PROBLEM
Although the data below holds other lines too, output only those from the line with "pub fn port(&self)" up to and including the line with "pub async fn wait(self, timeout_secs: u64)", exactly as they appear.

/---

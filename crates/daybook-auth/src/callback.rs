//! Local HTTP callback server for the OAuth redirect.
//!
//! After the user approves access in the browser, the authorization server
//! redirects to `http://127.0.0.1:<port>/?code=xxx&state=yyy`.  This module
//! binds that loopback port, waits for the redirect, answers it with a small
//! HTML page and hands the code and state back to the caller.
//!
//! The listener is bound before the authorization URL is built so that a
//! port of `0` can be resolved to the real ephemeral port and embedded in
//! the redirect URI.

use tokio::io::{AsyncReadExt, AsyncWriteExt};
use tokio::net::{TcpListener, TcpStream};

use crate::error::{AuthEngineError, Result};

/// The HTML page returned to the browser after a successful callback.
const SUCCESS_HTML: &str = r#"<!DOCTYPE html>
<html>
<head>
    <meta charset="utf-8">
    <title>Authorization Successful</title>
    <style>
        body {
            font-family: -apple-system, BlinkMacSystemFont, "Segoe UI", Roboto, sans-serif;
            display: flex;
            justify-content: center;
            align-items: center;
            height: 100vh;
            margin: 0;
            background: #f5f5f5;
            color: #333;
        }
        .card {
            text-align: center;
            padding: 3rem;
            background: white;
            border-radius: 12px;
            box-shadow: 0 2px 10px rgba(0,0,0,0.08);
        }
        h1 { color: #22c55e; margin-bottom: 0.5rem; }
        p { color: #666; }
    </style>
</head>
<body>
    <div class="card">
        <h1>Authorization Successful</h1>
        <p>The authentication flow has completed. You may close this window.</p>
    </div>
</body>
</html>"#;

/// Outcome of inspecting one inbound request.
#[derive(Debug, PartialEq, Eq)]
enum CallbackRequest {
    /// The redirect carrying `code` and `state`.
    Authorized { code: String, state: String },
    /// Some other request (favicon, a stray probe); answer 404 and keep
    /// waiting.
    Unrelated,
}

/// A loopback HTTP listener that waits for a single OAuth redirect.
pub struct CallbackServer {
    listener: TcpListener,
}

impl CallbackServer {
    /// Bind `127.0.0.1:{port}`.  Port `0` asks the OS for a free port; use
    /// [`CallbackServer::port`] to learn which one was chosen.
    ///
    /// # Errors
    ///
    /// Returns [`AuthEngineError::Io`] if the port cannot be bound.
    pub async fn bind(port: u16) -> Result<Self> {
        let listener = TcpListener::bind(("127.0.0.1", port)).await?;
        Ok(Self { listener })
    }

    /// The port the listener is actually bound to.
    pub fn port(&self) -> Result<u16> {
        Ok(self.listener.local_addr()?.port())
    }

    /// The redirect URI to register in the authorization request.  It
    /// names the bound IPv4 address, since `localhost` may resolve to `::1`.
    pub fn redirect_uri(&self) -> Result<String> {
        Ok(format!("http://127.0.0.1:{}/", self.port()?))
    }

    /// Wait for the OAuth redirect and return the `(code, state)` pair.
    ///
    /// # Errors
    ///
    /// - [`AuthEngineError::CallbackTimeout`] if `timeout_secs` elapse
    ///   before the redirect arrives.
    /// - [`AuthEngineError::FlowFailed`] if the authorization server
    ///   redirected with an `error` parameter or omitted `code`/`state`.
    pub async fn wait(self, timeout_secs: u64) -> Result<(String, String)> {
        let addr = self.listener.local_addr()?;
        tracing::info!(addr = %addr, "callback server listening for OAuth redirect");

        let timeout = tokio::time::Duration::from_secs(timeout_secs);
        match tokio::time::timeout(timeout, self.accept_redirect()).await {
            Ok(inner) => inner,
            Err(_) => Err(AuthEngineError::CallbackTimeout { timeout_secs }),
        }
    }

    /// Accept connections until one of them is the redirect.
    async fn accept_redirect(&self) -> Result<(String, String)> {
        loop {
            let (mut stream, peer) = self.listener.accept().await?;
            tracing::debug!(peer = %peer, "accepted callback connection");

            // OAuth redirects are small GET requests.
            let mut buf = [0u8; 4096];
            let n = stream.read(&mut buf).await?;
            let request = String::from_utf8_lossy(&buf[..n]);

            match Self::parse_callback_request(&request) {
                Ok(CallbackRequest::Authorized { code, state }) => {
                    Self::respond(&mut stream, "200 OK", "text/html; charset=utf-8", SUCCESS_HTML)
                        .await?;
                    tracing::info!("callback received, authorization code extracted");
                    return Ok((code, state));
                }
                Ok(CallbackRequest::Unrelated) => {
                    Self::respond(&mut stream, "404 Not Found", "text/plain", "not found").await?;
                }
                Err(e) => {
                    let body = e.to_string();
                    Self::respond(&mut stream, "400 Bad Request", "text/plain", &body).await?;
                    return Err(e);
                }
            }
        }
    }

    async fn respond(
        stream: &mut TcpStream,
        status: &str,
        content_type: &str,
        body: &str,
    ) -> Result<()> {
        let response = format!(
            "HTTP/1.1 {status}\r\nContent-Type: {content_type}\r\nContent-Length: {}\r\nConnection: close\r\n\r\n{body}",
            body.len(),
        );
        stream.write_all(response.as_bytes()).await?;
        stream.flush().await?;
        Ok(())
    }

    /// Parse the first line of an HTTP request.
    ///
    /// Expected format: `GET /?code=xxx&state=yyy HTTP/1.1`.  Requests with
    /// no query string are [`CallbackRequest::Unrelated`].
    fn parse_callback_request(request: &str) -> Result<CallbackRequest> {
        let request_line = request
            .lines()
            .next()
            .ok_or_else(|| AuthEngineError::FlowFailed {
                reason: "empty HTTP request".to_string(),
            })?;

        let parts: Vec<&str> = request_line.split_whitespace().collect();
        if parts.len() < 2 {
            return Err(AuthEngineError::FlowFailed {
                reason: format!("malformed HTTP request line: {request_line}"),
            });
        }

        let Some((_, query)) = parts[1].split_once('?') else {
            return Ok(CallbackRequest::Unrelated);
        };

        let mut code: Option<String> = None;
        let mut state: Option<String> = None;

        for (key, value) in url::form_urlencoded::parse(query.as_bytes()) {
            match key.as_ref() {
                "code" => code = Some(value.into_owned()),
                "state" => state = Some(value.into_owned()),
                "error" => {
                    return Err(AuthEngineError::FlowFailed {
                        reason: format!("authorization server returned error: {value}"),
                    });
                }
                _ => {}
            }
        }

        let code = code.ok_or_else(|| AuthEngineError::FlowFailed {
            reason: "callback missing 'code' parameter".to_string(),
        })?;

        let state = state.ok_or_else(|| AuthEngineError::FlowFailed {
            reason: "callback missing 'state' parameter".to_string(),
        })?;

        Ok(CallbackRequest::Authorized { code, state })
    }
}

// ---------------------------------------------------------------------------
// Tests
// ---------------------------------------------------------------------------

\---

OUTPUT OF THE EXERCISE
    pub fn port(&self) -> Result<u16> {
        Ok(self.listener.local_addr()?.port())
    }

    /// The redirect URI to register in the authorization request.  It
    /// names the bound IPv4 address, since `localhost` may resolve to `::1`.
    pub fn redirect_uri(&self) -> Result<String> {
        Ok(format!("http://127.0.0.1:{}/", self.port()?))
    }

    /// Wait for the OAuth redirect and return the `(code, state)` pair.
    ///
    /// # Errors
    ///
    /// - [`AuthEngineError::CallbackTimeout`] if `timeout_secs` elapse
    ///   before the redirect arrives.
    /// - [`AuthEngineError::FlowFailed`] if the authorization server
    ///   redirected with an `error` parameter or omitted `code`/`state`.
    pub async fn wait(self, timeout_secs: u64) -> Result<(String, String)> {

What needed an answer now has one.